Comenzamos hoy la Semana Santa (2026) con la celebración del Domingo de Ramos en la Pasión del Señor el gran portal con el que se conmemora la entrada de Jesús en Jerusalén. Litúrgicamente se hace el camino a la inversa: empezando la ceremonia fuera del Templo, con la bendición de las palmas y la proclamación del Evangelio según san Mateo 21,1-11, en el que sé relata la entrada triunfal de Jesús en Jerusalén montado en un burrito, aclamado de manera jubilosa por el pueblo como el Mesías, cumpliendo las profecías y nos vamos sumergiendo poco a poco en el silencio contemplativo del acontecimiento de la Cruz, de donde surge verdaderamente el canto pascual de la victoria.
Una maravillosa síntesis de alegría y duelo, de amor y de rechazo, de vivas y de silencio, de palmas de victoria, de cruz de humillación y gozo de resurrección, nos convoca en este día y nos sitúa correctamente de cara a la fuente de nuestra salvación.
La procesión de ramos es, entonces un gesto por medio del cual, quienes lo realizan, expresan su decisión de iniciar un camino que implicara tomar decisiones de vida, con ella, se nos invita a imitar a los que salían a su encuentro. No para alfombrarle el camino con ramas de palma, sino para poner bajo sus pies nuestras propias vidas, con un espíritu humillado al máximo, con un propósito y una mente sincera, para que podamos así recibir la Palabra que viene a nosotros y dar cabida a Dios, como una fuerza divina que avanza de manera que nadie puede contener.
Por tanto, comenzar la Semana Santa recordando este evento, Jesús demuestra un modo distinto de actuar, un modo que nos puede enseñar a nosotros a vivir, en todos los lugares a los que entramos en nuestra existencia terrenal. La vida es para vivirla, y vivirla bien, y eso tenemos que hacerlo de la manera en que Dios nos enseña.
Recordemos que para Jesús era un momento crucial porque aquí en esta entrada decide a qué y para qué va a entrar a la ciudad de Jerusalén.
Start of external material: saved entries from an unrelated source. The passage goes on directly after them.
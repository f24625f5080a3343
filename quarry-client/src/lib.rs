//! Quarry HTTP Client
//!
//! Collaborators used by the processing orchestrator:
//! - [`ProcessingService`]: create, describe, stop and tail processing jobs
//! - [`Uploader`]: move local files and directories to remote storage
//!
//! Both are traits so the orchestrator can be driven by in-memory fakes.
//! [`ProcessingClient`] and [`HttpUploader`] implement them against a JSON
//! gateway in front of the compute service and the object store.
//!
//! # Example
//!
//! ```no_run
//! use quarry_client::{ProcessingClient, ProcessingService};
//!
//! #[tokio::main]
//! async fn main() -> anyhow::Result<()> {
//!     let client = ProcessingClient::new("http://localhost:8080");
//!
//!     let description = client.describe_processing_job("prep-2024-05-01-12-30-05-123").await?;
//!     println!("{:?}", description.processing_job_status);
//!     Ok(())
//! }
//! ```

pub mod config;
pub mod error;
mod jobs;
mod service;
mod storage;

// Re-export commonly used types
pub use config::ServiceConfig;
pub use error::{ClientError, Result};
pub use service::{ProcessingService, Uploader};
pub use storage::HttpUploader;

use reqwest::Client;
use serde::de::DeserializeOwned;

/// HTTP client for the processing service API
///
/// Endpoints are grouped by concern:
/// - Job lifecycle (create, describe, stop)
/// - Job logs
/// - Storage lookups (default bucket)
#[derive(Debug, Clone)]
pub struct ProcessingClient {
    /// Base URL of the service gateway (e.g., "http://localhost:8080")
    base_url: String,
    /// HTTP client instance
    client: Client,
}

impl ProcessingClient {
    /// Create a new processing service client
    ///
    /// # Example
    /// ```
    /// use quarry_client::ProcessingClient;
    ///
    /// let client = ProcessingClient::new("http://localhost:8080");
    /// ```
    pub fn new(base_url: impl Into<String>) -> Self {
        Self::with_client(base_url, Client::new())
    }

    /// Create a new client with a custom HTTP client
    ///
    /// This allows you to configure timeouts, proxies, TLS settings, etc.
    ///
    /// # Example
    /// ```
    /// use quarry_client::ProcessingClient;
    /// use reqwest::Client;
    /// use std::time::Duration;
    ///
    /// let http_client = Client::builder()
    ///     .timeout(Duration::from_secs(30))
    ///     .build()
    ///     .unwrap();
    ///
    /// let client = ProcessingClient::with_client("http://localhost:8080", http_client);
    /// ```
    pub fn with_client(base_url: impl Into<String>, client: Client) -> Self {
        let base_url = base_url.into();
        Self {
            base_url: base_url.trim_end_matches('/').to_string(),
            client,
        }
    }

    /// Get the base URL of the service gateway
    pub fn base_url(&self) -> &str {
        &self.base_url
    }

    // =============================================================================
    // Response Handlers
    // =============================================================================

    /// Handle an API response and deserialize JSON
    async fn handle_response<T: DeserializeOwned>(&self, response: reqwest::Response) -> Result<T> {
        let response = check_status(response).await?;

        response
            .json()
            .await
            .map_err(|e| ClientError::ParseError(format!("Failed to parse JSON response: {}", e)))
    }

    /// Handle an API response that returns no content
    async fn handle_empty_response(&self, response: reqwest::Response) -> Result<()> {
        check_status(response).await.map(|_| ())
    }
}

/// Turns a non-success status into an [`ClientError::ApiError`]
pub(crate) async fn check_status(response: reqwest::Response) -> Result<reqwest::Response> {
    let status = response.status();

    if !status.is_success() {
        let error_text = response
            .text()
            .await
            .unwrap_or_else(|_| "Unknown error".to_string());
        return Err(ClientError::api_error(status.as_u16(), error_text));
    }

    Ok(response)
}

#[cfg(test)]
mod tests {
    use super::*;

    #[test]
    fn test_client_creation() {
        let client = ProcessingClient::new("http://localhost:8080");
        assert_eq!(client.base_url(), "http://localhost:8080");
    }

    #[test]
    fn test_client_trims_trailing_slash() {
        let client = ProcessingClient::new("http://localhost:8080/");
        assert_eq!(client.base_url(), "http://localhost:8080");
    }

    #[test]
    fn test_client_with_custom_client() {
        let http_client = Client::new();
        let client = ProcessingClient::with_client("http://localhost:8080", http_client);
        assert_eq!(client.base_url(), "http://localhost:8080");
    }
}
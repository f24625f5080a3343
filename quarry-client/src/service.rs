//! Collaborator traits consumed by the orchestrator
//!
//! The orchestrator only ever talks to the outside world through these two
//! traits, which keeps submission logic testable without a network.

use async_trait::async_trait;
use quarry_core::domain::job::JobDescription;
use quarry_core::domain::log::LogPage;
use quarry_core::dto::processing::ProcessingRequest;
use std::path::Path;

use crate::ProcessingClient;
use crate::error::Result;

/// Remote job orchestration API, keyed by job name
#[async_trait]
pub trait ProcessingService: Send + Sync {
    /// Bucket used for uploads and outputs when the caller names none
    async fn default_bucket(&self) -> Result<String>;

    /// Creates the remote job; called exactly once per submission
    async fn create_processing_job(&self, request: &ProcessingRequest) -> Result<()>;

    async fn describe_processing_job(&self, job_name: &str) -> Result<JobDescription>;

    /// Requests cancellation without waiting for it to take effect
    async fn stop_processing_job(&self, job_name: &str) -> Result<()>;

    /// Fetches the log events following `next_token`
    async fn fetch_job_logs(&self, job_name: &str, next_token: Option<&str>) -> Result<LogPage>;
}

/// Object store transfer primitive
#[async_trait]
pub trait Uploader: Send + Sync {
    /// Uploads a local file or directory to `desired_uri`
    ///
    /// # Returns
    /// The remote URI the data is now addressable at
    async fn upload(&self, local_path: &Path, desired_uri: &str) -> Result<String>;
}

#[async_trait]
impl ProcessingService for ProcessingClient {
    async fn default_bucket(&self) -> Result<String> {
        self.fetch_default_bucket().await
    }

    async fn create_processing_job(&self, request: &ProcessingRequest) -> Result<()> {
        self.create_job(request).await
    }

    async fn describe_processing_job(&self, job_name: &str) -> Result<JobDescription> {
        self.describe_job(job_name).await
    }

    async fn stop_processing_job(&self, job_name: &str) -> Result<()> {
        self.stop_job(job_name).await
    }

    async fn fetch_job_logs(&self, job_name: &str, next_token: Option<&str>) -> Result<LogPage> {
        self.job_logs(job_name, next_token).await
    }
}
Y no va a ser para entregarse a la tentación de los aplausos, ni de los triunfalismos, ni de la fama, el poder o el dinero, sino para encarnar nuestra pequeñez y nuestra fragilidad, nuestra miseria humana y nuestra vulnerabilidad, dignificando así nuestras historias.
Jesús quiere también entrar hoy triunfante en la vida de los hombres sobre una cabalgadura humilde: quiere que demos testimonio de Él, en la sencillez de nuestro trabajo bien hecho, con nuestra alegría, con nuestra serenidad, con nuestra sincera preocupación por los demás. Quiere hacerse presente entre nosotros a través de las circunstancias del vivir humano. Es probable que para muchos la escena, que nos narra san Mateo no tenga una finalidad en sí misma, pero adquiere relevancia con el conjunto de eventos que vienen enseguida y que culminan con la muerte y resurrección de Jesús En estos tiempos de guerras y violencia, vale la pena apostar al ejemplo de Jesús, que nos mostró una forma diferente de vivir en este mundo.